### WHAT TO WORK ON
The reply should be a single number: the count of lines below that contain the word "serialize".
%%
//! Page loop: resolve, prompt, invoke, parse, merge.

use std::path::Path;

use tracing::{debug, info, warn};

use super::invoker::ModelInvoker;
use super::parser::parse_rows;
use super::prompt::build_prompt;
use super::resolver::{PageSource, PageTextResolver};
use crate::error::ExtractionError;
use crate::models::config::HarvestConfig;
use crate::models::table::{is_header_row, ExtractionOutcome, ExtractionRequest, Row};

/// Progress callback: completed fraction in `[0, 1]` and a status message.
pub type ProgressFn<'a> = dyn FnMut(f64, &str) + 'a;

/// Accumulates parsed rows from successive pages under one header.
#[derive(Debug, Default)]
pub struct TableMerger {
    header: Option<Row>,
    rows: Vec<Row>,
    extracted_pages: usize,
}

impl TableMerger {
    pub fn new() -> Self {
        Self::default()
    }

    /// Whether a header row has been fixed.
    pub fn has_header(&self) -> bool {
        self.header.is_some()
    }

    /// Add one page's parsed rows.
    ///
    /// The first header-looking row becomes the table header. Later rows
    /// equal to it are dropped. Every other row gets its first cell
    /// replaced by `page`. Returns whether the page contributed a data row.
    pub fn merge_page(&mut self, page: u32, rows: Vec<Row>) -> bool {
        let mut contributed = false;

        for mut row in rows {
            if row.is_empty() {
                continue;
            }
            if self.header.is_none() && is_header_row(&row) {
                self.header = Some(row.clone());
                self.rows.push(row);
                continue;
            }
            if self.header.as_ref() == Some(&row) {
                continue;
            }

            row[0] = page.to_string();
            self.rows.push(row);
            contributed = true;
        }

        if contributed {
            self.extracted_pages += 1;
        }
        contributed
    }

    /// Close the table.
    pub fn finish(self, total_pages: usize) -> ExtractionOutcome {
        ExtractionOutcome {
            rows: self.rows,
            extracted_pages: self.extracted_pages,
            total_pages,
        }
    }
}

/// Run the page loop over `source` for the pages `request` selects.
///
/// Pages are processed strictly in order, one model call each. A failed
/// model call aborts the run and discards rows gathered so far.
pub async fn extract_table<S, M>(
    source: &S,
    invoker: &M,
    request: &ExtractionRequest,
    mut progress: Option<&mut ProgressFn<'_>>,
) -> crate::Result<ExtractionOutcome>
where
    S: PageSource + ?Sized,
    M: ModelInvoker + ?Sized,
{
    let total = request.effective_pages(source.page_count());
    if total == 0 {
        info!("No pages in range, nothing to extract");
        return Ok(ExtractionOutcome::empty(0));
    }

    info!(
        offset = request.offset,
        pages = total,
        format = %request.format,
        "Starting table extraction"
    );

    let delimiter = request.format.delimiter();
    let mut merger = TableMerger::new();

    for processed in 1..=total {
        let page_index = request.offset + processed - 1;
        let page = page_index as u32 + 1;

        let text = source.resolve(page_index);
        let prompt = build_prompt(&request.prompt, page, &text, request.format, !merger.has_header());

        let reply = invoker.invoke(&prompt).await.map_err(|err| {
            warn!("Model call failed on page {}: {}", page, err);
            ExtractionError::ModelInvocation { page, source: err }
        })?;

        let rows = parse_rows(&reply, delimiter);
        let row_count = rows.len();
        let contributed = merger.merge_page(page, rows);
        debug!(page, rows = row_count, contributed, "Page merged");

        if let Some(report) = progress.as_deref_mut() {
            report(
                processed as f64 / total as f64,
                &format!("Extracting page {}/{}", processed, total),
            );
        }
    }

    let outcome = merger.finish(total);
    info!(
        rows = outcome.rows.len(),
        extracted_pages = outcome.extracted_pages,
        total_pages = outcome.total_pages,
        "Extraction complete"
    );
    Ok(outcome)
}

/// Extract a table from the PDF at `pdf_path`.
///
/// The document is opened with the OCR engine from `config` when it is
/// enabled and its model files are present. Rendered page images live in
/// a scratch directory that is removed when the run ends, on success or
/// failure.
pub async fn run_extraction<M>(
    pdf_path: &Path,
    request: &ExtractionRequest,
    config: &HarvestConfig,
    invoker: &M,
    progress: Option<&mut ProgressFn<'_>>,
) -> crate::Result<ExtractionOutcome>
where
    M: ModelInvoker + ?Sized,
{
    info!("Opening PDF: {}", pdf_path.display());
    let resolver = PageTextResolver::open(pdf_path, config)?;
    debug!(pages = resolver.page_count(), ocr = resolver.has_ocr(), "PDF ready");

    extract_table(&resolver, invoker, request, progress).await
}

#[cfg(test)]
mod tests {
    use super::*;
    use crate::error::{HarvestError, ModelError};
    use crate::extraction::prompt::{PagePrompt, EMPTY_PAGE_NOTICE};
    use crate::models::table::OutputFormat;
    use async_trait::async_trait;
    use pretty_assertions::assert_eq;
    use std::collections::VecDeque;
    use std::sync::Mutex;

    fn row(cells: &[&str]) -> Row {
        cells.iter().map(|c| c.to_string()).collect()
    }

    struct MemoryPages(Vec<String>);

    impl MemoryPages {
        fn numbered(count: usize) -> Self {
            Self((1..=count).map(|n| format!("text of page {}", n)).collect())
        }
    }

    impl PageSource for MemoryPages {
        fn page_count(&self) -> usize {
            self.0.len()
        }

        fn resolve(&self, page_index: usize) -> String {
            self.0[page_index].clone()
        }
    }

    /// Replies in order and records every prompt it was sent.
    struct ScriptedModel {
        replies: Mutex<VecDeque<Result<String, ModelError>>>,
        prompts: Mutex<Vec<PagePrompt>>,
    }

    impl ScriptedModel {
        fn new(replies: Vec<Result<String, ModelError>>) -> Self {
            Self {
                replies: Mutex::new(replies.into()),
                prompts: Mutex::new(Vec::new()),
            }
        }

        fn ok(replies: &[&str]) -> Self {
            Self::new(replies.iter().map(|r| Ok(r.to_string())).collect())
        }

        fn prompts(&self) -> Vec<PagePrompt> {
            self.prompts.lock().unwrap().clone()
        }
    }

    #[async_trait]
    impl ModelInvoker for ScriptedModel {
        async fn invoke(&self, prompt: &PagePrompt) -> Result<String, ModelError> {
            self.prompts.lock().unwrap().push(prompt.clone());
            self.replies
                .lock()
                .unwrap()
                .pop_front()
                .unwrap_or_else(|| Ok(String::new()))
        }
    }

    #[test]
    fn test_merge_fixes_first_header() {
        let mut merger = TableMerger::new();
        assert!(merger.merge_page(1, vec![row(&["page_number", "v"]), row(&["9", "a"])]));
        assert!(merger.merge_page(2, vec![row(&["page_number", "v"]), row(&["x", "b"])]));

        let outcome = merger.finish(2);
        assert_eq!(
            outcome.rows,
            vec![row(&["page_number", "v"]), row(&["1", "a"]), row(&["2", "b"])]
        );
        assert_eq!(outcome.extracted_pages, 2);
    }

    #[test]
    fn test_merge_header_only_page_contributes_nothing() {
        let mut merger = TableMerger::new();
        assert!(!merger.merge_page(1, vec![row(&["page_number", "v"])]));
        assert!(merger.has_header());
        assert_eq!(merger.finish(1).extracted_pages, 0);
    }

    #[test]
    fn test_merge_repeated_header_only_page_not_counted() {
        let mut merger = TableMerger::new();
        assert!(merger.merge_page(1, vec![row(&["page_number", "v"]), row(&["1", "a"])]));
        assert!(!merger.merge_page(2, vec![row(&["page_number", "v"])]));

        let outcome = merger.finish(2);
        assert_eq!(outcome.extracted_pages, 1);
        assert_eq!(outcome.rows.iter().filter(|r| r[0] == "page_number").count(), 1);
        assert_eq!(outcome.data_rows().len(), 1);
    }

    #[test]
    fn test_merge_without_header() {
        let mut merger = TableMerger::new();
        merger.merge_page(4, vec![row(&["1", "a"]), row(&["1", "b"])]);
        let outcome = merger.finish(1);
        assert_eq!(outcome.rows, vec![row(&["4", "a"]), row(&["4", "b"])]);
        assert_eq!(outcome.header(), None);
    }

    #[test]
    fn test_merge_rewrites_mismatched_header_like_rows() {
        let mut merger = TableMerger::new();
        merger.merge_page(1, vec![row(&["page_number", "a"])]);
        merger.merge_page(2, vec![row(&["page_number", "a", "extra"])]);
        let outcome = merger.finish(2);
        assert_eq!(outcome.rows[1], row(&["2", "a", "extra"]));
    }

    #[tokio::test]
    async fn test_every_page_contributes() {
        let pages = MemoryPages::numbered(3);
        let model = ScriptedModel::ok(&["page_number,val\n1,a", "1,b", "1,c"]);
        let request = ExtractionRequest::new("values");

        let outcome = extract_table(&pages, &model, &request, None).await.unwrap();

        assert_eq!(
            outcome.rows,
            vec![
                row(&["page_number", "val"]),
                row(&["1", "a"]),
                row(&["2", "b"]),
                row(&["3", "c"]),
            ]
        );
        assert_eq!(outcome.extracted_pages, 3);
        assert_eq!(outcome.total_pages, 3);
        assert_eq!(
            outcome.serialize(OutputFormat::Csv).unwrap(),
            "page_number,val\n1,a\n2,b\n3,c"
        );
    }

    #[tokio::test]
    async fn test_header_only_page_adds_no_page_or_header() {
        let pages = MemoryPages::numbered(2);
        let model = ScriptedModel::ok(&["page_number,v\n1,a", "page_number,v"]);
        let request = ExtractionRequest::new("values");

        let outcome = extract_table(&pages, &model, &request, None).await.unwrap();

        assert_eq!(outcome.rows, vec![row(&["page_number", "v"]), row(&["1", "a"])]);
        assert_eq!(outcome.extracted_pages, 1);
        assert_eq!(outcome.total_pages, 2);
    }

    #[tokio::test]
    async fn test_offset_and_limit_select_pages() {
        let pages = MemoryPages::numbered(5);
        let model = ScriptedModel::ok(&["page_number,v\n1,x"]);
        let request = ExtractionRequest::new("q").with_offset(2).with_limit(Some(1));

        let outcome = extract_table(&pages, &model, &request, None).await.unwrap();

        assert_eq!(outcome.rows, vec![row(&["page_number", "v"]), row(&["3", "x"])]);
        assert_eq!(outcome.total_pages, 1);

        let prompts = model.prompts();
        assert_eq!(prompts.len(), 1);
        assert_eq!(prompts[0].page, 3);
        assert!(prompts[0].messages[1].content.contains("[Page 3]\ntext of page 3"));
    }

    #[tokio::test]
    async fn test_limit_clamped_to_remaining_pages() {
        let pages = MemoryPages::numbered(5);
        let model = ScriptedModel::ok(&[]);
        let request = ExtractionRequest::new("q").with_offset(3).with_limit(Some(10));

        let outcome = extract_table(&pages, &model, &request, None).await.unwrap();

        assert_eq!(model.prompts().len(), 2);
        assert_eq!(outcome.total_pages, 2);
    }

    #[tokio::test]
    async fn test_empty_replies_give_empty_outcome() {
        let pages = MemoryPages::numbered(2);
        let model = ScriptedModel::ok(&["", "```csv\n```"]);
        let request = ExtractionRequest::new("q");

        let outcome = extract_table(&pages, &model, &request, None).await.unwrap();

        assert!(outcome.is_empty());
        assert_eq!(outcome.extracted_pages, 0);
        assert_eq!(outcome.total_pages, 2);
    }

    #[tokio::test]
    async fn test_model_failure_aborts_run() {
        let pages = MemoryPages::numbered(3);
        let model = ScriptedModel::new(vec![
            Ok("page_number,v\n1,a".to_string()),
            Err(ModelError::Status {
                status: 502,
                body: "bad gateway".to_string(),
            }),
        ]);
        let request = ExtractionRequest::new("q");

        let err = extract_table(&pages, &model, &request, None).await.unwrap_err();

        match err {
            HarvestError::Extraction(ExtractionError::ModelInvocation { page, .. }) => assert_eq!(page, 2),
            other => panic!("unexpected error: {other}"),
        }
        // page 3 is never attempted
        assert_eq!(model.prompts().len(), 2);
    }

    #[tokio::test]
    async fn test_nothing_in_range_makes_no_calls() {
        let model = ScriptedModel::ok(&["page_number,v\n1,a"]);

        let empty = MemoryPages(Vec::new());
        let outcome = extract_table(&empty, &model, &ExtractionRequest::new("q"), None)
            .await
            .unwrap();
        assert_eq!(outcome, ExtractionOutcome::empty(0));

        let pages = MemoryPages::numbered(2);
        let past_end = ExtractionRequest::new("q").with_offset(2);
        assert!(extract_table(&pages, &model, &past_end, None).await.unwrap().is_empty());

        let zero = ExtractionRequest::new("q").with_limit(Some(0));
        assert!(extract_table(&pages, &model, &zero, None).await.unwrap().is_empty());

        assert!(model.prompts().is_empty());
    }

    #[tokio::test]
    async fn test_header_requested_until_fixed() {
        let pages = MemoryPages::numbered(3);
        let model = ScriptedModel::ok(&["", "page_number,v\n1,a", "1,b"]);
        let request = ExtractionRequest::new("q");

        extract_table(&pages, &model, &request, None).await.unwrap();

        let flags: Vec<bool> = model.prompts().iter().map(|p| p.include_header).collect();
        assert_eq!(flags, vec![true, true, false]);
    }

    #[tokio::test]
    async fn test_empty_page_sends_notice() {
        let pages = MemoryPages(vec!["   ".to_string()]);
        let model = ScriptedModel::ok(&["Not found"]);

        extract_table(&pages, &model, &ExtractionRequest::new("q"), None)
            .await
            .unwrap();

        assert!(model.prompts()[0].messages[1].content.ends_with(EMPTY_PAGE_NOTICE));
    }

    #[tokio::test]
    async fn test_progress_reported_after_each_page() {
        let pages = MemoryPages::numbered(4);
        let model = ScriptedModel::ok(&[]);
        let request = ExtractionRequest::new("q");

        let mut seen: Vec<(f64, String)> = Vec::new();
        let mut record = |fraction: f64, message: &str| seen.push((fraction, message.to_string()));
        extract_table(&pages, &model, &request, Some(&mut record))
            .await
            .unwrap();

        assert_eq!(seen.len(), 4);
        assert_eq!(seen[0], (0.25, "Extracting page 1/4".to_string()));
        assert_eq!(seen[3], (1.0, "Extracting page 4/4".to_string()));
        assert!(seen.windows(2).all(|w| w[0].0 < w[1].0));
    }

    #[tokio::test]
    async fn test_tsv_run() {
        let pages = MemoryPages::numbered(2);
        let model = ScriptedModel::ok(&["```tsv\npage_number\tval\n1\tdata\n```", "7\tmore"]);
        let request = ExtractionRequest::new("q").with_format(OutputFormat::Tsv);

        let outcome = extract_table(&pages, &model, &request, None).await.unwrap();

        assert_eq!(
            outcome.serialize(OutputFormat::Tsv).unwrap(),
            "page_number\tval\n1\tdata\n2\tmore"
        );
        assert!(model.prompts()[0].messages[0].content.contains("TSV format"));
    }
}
%%
%%
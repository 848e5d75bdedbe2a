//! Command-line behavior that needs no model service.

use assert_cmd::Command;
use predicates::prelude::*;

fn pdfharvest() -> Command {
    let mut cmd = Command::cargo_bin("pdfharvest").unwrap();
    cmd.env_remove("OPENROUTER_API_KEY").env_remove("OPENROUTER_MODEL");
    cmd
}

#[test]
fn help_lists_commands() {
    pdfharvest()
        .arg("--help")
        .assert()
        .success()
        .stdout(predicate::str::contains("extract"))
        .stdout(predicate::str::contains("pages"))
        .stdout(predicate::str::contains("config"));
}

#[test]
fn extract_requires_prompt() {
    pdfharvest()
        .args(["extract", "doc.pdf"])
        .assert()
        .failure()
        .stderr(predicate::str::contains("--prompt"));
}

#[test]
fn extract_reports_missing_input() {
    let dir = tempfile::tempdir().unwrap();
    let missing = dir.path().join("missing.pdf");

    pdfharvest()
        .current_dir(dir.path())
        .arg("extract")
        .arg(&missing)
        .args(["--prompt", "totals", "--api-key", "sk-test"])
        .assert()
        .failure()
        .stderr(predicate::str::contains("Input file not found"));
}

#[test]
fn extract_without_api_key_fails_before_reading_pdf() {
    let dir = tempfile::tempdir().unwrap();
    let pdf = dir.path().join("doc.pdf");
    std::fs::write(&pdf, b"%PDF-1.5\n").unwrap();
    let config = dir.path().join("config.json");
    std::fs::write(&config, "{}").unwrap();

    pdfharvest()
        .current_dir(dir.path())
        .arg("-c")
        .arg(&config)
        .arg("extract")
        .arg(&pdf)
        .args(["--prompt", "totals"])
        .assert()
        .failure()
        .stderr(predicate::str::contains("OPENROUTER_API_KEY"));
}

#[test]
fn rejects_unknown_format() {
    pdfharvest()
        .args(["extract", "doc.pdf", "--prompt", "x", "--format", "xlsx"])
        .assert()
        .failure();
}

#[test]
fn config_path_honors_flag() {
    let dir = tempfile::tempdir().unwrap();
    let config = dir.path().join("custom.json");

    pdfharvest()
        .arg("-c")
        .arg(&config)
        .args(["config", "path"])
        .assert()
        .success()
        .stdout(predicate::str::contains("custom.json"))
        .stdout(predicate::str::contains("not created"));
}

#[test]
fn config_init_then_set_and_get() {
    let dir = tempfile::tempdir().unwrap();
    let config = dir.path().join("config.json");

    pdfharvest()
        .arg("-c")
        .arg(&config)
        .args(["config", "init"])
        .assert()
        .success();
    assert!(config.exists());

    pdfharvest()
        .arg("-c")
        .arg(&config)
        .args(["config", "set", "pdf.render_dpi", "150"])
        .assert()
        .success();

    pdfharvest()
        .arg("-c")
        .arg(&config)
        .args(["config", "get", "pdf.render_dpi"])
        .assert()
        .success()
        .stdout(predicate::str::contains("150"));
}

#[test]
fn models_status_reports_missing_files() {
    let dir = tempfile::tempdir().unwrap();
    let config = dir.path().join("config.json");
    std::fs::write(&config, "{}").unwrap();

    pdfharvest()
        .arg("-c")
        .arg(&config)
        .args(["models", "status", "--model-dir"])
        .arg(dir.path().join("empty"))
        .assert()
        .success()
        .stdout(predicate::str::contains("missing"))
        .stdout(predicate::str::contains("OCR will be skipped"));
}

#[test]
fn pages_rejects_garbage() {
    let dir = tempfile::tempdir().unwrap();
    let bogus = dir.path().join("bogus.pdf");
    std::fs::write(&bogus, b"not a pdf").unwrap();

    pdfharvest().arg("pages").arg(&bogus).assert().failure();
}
%%
%%
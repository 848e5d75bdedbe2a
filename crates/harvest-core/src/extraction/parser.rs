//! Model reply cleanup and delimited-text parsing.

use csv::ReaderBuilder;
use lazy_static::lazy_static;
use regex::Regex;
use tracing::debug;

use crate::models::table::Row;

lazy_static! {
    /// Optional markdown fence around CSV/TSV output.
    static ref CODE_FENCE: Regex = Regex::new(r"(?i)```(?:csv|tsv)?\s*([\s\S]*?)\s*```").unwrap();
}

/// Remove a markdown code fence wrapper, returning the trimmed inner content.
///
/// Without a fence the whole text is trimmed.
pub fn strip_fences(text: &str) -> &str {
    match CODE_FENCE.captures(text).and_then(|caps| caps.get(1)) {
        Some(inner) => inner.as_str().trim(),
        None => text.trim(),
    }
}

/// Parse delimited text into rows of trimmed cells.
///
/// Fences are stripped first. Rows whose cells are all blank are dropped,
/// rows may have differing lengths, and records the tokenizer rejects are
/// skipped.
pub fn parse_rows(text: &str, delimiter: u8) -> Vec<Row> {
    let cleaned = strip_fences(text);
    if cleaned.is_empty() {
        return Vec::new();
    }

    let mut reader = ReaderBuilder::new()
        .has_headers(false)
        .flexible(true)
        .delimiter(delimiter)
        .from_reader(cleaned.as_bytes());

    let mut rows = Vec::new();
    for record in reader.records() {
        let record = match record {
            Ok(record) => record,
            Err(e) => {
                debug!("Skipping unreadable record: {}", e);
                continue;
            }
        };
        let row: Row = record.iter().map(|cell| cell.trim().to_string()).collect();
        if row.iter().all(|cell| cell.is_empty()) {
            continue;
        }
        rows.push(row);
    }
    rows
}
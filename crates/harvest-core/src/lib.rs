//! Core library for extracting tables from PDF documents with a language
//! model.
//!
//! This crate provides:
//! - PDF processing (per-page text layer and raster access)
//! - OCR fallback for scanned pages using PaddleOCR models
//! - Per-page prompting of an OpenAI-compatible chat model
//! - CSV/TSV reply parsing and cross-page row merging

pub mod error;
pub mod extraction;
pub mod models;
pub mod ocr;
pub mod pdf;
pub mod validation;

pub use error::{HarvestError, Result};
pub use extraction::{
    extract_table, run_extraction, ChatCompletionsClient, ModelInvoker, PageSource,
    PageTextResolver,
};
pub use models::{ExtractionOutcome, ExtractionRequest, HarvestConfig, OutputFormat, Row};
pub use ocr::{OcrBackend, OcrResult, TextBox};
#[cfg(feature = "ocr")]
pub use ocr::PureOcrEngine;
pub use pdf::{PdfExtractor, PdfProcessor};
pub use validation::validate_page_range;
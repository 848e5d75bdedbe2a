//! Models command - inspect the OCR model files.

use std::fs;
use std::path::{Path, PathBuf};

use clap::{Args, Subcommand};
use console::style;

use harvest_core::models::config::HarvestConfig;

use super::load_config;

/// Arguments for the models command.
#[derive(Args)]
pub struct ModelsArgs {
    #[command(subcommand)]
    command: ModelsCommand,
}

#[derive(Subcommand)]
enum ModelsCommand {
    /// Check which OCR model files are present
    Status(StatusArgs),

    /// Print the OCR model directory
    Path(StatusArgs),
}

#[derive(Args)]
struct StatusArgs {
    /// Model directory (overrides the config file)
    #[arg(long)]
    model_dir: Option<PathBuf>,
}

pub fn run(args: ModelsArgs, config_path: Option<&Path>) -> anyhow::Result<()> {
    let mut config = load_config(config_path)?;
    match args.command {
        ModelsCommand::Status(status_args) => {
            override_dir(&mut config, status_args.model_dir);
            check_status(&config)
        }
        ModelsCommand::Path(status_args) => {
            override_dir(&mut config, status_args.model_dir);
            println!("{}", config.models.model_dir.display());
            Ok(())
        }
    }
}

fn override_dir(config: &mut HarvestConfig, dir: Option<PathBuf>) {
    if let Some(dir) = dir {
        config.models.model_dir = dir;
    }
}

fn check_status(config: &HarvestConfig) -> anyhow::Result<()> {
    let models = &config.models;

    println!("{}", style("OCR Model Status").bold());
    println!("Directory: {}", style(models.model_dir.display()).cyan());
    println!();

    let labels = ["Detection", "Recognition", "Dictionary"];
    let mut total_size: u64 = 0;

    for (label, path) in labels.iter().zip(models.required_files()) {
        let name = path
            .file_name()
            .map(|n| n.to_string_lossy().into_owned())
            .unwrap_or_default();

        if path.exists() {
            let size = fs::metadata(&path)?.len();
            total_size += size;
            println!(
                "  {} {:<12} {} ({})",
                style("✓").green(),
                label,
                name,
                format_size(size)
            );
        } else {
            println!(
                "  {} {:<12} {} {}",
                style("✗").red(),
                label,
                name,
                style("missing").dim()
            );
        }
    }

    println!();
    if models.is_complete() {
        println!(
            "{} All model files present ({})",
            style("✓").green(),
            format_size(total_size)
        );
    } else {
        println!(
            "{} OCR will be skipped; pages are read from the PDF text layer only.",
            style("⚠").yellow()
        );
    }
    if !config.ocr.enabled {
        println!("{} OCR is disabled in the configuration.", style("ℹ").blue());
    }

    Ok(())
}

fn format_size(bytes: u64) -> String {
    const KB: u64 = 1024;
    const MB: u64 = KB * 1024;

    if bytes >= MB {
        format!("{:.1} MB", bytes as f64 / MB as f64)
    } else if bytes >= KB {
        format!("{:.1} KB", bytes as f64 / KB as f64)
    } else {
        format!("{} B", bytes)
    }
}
%%
### EXPECTED OUTPUT
2